---------- The records
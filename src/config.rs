//! Configuration types.
//!
//! Everything is read from the process environment once at startup.
//! [`AppConfig::from_lookup`] takes the lookup as a function so tests can
//! supply variables without touching the real environment.

use std::time::Duration;

use secrecy::SecretString;

use crate::error::ConfigError;

/// Default persona prompt sent as the first system message.
pub const DEFAULT_SYSTEM_PROMPT: &str = "You are a friendly, playful Instagram DM assistant. \
Always call the user 'ponnu'. \
Talk casually like a Malayali friend. \
Never say you are an AI or bot. \
If asked who you are, say: I'm Radhin's personal assistant 😌. \
If confused, suggest playing a game. \
Keep replies short and fun.";

pub const DEFAULT_PORT: u16 = 10000;
pub const DEFAULT_OPENROUTER_BASE_URL: &str = "https://openrouter.ai/api/v1";
pub const DEFAULT_PRIMARY_MODEL: &str = "mistralai/mistral-7b-instruct";
pub const DEFAULT_FALLBACK_MODEL: &str = "meta-llama/llama-3.1-8b-instruct";
pub const DEFAULT_UPSTREAM_TIMEOUT: Duration = Duration::from_secs(20);
pub const DEFAULT_MEMORY_CAPACITY: usize = 10;
pub const DEFAULT_OFFER_COOLDOWN: Duration = Duration::from_secs(1800);
pub const DEFAULT_GAME_RANGE: u32 = 10;

/// Chatwoot account used to deliver replies.
#[derive(Debug, Clone)]
pub struct ChatwootConfig {
    pub base_url: String,
    pub account_id: String,
    pub api_key: SecretString,
}

/// Upstream completion service settings.
#[derive(Debug, Clone)]
pub struct UpstreamConfig {
    pub base_url: String,
    pub api_key: SecretString,
    pub primary_model: String,
    pub fallback_model: String,
    /// Applied to each call separately, primary and fallback alike.
    pub timeout: Duration,
}

/// Conversation behaviour knobs.
#[derive(Debug, Clone)]
pub struct ResponderConfig {
    pub system_prompt: String,
    pub memory_capacity: usize,
    pub offer_cooldown: Duration,
    pub game_range: u32,
    pub allowed_senders: Vec<String>,
}

impl Default for ResponderConfig {
    fn default() -> Self {
        Self {
            system_prompt: DEFAULT_SYSTEM_PROMPT.to_string(),
            memory_capacity: DEFAULT_MEMORY_CAPACITY,
            offer_cooldown: DEFAULT_OFFER_COOLDOWN,
            game_range: DEFAULT_GAME_RANGE,
            allowed_senders: Vec::new(),
        }
    }
}

/// Full process configuration.
#[derive(Debug, Clone)]
pub struct AppConfig {
    pub port: u16,
    pub chatwoot: ChatwootConfig,
    pub upstream: UpstreamConfig,
    pub responder: ResponderConfig,
}

impl AppConfig {
    /// Load configuration from the process environment.
    pub fn from_env() -> Result<Self, ConfigError> {
        Self::from_lookup(|key| std::env::var(key).ok())
    }

    /// Load configuration through an arbitrary variable lookup.
    pub fn from_lookup<F>(lookup: F) -> Result<Self, ConfigError>
    where
        F: Fn(&str) -> Option<String>,
    {
        let get = |key: &str| lookup(key).filter(|v| !v.trim().is_empty());
        let require = |key: &str| get(key).ok_or_else(|| ConfigError::MissingEnvVar(key.into()));

        let port = parse_or(&get, "PORT", DEFAULT_PORT)?;

        let chatwoot = ChatwootConfig {
            base_url: require("CHATWOOT_BASE_URL")?
                .trim_end_matches('/')
                .to_string(),
            account_id: require("CHATWOOT_ACCOUNT_ID")?,
            api_key: SecretString::from(require("CHATWOOT_API_KEY")?),
        };

        let upstream = UpstreamConfig {
            base_url: get("OPENROUTER_BASE_URL")
                .unwrap_or_else(|| DEFAULT_OPENROUTER_BASE_URL.to_string())
                .trim_end_matches('/')
                .to_string(),
            api_key: SecretString::from(require("OPENROUTER_API_KEY")?),
            primary_model: get("RESPONDER_PRIMARY_MODEL")
                .unwrap_or_else(|| DEFAULT_PRIMARY_MODEL.to_string()),
            fallback_model: get("RESPONDER_FALLBACK_MODEL")
                .unwrap_or_else(|| DEFAULT_FALLBACK_MODEL.to_string()),
            timeout: Duration::from_secs(parse_or(
                &get,
                "RESPONDER_UPSTREAM_TIMEOUT_SECS",
                DEFAULT_UPSTREAM_TIMEOUT.as_secs(),
            )?),
        };

        let memory_capacity: usize =
            parse_or(&get, "RESPONDER_MEMORY_CAPACITY", DEFAULT_MEMORY_CAPACITY)?;
        if memory_capacity == 0 {
            return Err(ConfigError::InvalidValue {
                key: "RESPONDER_MEMORY_CAPACITY".into(),
                message: "must be at least 1".into(),
            });
        }

        let game_range: u32 = parse_or(&get, "RESPONDER_GAME_RANGE", DEFAULT_GAME_RANGE)?;
        if game_range == 0 {
            return Err(ConfigError::InvalidValue {
                key: "RESPONDER_GAME_RANGE".into(),
                message: "must be at least 1".into(),
            });
        }

        let responder = ResponderConfig {
            system_prompt: get("RESPONDER_SYSTEM_PROMPT")
                .unwrap_or_else(|| DEFAULT_SYSTEM_PROMPT.to_string()),
            memory_capacity,
            offer_cooldown: Duration::from_secs(parse_or(
                &get,
                "RESPONDER_OFFER_COOLDOWN_SECS",
                DEFAULT_OFFER_COOLDOWN.as_secs(),
            )?),
            game_range,
            allowed_senders: get("RESPONDER_ALLOWED_SENDERS")
                .unwrap_or_default()
                .split(',')
                .map(|s| s.trim().to_string())
                .filter(|s| !s.is_empty())
                .collect(),
        };

        Ok(Self {
            port,
            chatwoot,
            upstream,
            responder,
        })
    }
}

fn parse_or<T, G>(get: &G, key: &str, default: T) -> Result<T, ConfigError>
where
    T: std::str::FromStr,
    T::Err: std::fmt::Display,
    G: Fn(&str) -> Option<String>,
{
    match get(key) {
        Some(raw) => raw.trim().parse().map_err(|e: T::Err| ConfigError::InvalidValue {
            key: key.to_string(),
            message: format!("{raw:?}: {e}"),
        }),
        None => Ok(default),
    }
}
--------------------
What to do — Return the records above in their entirety, exactly as they appear.

Your response —
filename src/config.rs
//! Configuration types.
//!
//! Everything is read from the process environment once at startup.
//! [`AppConfig::from_lookup`] takes the lookup as a function so tests can
//! supply variables without touching the real environment.

use std::time::Duration;

use secrecy::SecretString;

use crate::error::ConfigError;

/// Default persona prompt sent as the first system message.
pub const DEFAULT_SYSTEM_PROMPT: &str = "You are a friendly, playful Instagram DM assistant. \
Always call the user 'ponnu'. \
Talk casually like a Malayali friend. \
Never say you are an AI or bot. \
If asked who you are, say: I'm Radhin's personal assistant 😌. \
If confused, suggest playing a game. \
Keep replies short and fun.";

pub const DEFAULT_PORT: u16 = 10000;
pub const DEFAULT_OPENROUTER_BASE_URL: &str = "https://openrouter.ai/api/v1";
pub const DEFAULT_PRIMARY_MODEL: &str = "mistralai/mistral-7b-instruct";
pub const DEFAULT_FALLBACK_MODEL: &str = "meta-llama/llama-3.1-8b-instruct";
pub const DEFAULT_UPSTREAM_TIMEOUT: Duration = Duration::from_secs(20);
pub const DEFAULT_MEMORY_CAPACITY: usize = 10;
pub const DEFAULT_OFFER_COOLDOWN: Duration = Duration::from_secs(1800);
pub const DEFAULT_GAME_RANGE: u32 = 10;

/// Chatwoot account used to deliver replies.
#[derive(Debug, Clone)]
pub struct ChatwootConfig {
    pub base_url: String,
    pub account_id: String,
    pub api_key: SecretString,
}

/// Upstream completion service settings.
#[derive(Debug, Clone)]
pub struct UpstreamConfig {
    pub base_url: String,
    pub api_key: SecretString,
    pub primary_model: String,
    pub fallback_model: String,
    /// Applied to each call separately, primary and fallback alike.
    pub timeout: Duration,
}

/// Conversation behaviour knobs.
#[derive(Debug, Clone)]
pub struct ResponderConfig {
    pub system_prompt: String,
    pub memory_capacity: usize,
    pub offer_cooldown: Duration,
    pub game_range: u32,
    pub allowed_senders: Vec<String>,
}

impl Default for ResponderConfig {
    fn default() -> Self {
        Self {
            system_prompt: DEFAULT_SYSTEM_PROMPT.to_string(),
            memory_capacity: DEFAULT_MEMORY_CAPACITY,
            offer_cooldown: DEFAULT_OFFER_COOLDOWN,
            game_range: DEFAULT_GAME_RANGE,
            allowed_senders: Vec::new(),
        }
    }
}

/// Full process configuration.
#[derive(Debug, Clone)]
pub struct AppConfig {
    pub port: u16,
    pub chatwoot: ChatwootConfig,
    pub upstream: UpstreamConfig,
    pub responder: ResponderConfig,
}

impl AppConfig {
    /// Load configuration from the process environment.
    pub fn from_env() -> Result<Self, ConfigError> {
        Self::from_lookup(|key| std::env::var(key).ok())
    }

    /// Load configuration through an arbitrary variable lookup.
    pub fn from_lookup<F>(lookup: F) -> Result<Self, ConfigError>
    where
        F: Fn(&str) -> Option<String>,
    {
        let get = |key: &str| lookup(key).filter(|v| !v.trim().is_empty());
        let require = |key: &str| get(key).ok_or_else(|| ConfigError::MissingEnvVar(key.into()));

        let port = parse_or(&get, "PORT", DEFAULT_PORT)?;

        let chatwoot = ChatwootConfig {
            base_url: require("CHATWOOT_BASE_URL")?
                .trim_end_matches('/')
                .to_string(),
            account_id: require("CHATWOOT_ACCOUNT_ID")?,
            api_key: SecretString::from(require("CHATWOOT_API_KEY")?),
        };

        let upstream = UpstreamConfig {
            base_url: get("OPENROUTER_BASE_URL")
                .unwrap_or_else(|| DEFAULT_OPENROUTER_BASE_URL.to_string())
                .trim_end_matches('/')
                .to_string(),
            api_key: SecretString::from(require("OPENROUTER_API_KEY")?),
            primary_model: get("RESPONDER_PRIMARY_MODEL")
                .unwrap_or_else(|| DEFAULT_PRIMARY_MODEL.to_string()),
            fallback_model: get("RESPONDER_FALLBACK_MODEL")
                .unwrap_or_else(|| DEFAULT_FALLBACK_MODEL.to_string()),
            timeout: Duration::from_secs(parse_or(
                &get,
                "RESPONDER_UPSTREAM_TIMEOUT_SECS",
                DEFAULT_UPSTREAM_TIMEOUT.as_secs(),
            )?),
        };

        let memory_capacity: usize =
            parse_or(&get, "RESPONDER_MEMORY_CAPACITY", DEFAULT_MEMORY_CAPACITY)?;
        if memory_capacity == 0 {
            return Err(ConfigError::InvalidValue {
                key: "RESPONDER_MEMORY_CAPACITY".into(),
                message: "must be at least 1".into(),
            });
        }

        let game_range: u32 = parse_or(&get, "RESPONDER_GAME_RANGE", DEFAULT_GAME_RANGE)?;
        if game_range == 0 {
            return Err(ConfigError::InvalidValue {
                key: "RESPONDER_GAME_RANGE".into(),
                message: "must be at least 1".into(),
            });
        }

        let responder = ResponderConfig {
            system_prompt: get("RESPONDER_SYSTEM_PROMPT")
                .unwrap_or_else(|| DEFAULT_SYSTEM_PROMPT.to_string()),
            memory_capacity,
            offer_cooldown: Duration::from_secs(parse_or(
                &get,
                "RESPONDER_OFFER_COOLDOWN_SECS",
                DEFAULT_OFFER_COOLDOWN.as_secs(),
            )?),
            game_range,
            allowed_senders: get("RESPONDER_ALLOWED_SENDERS")
                .unwrap_or_default()
                .split(',')
                .map(|s| s.trim().to_string())
                .filter(|s| !s.is_empty())
                .collect(),
        };

        Ok(Self {
            port,
            chatwoot,
            upstream,
            responder,
        })
    }
}

fn parse_or<T, G>(get: &G, key: &str, default: T) -> Result<T, ConfigError>
where
    T: std::str::FromStr,
    T::Err: std::fmt::Display,
    G: Fn(&str) -> Option<String>,
{
    match get(key) {
        Some(raw) => raw.trim().parse().map_err(|e: T::Err| ConfigError::InvalidValue {
            key: key.to_string(),
            message: format!("{raw:?}: {e}"),
        }),
        None => Ok(default),
    }
}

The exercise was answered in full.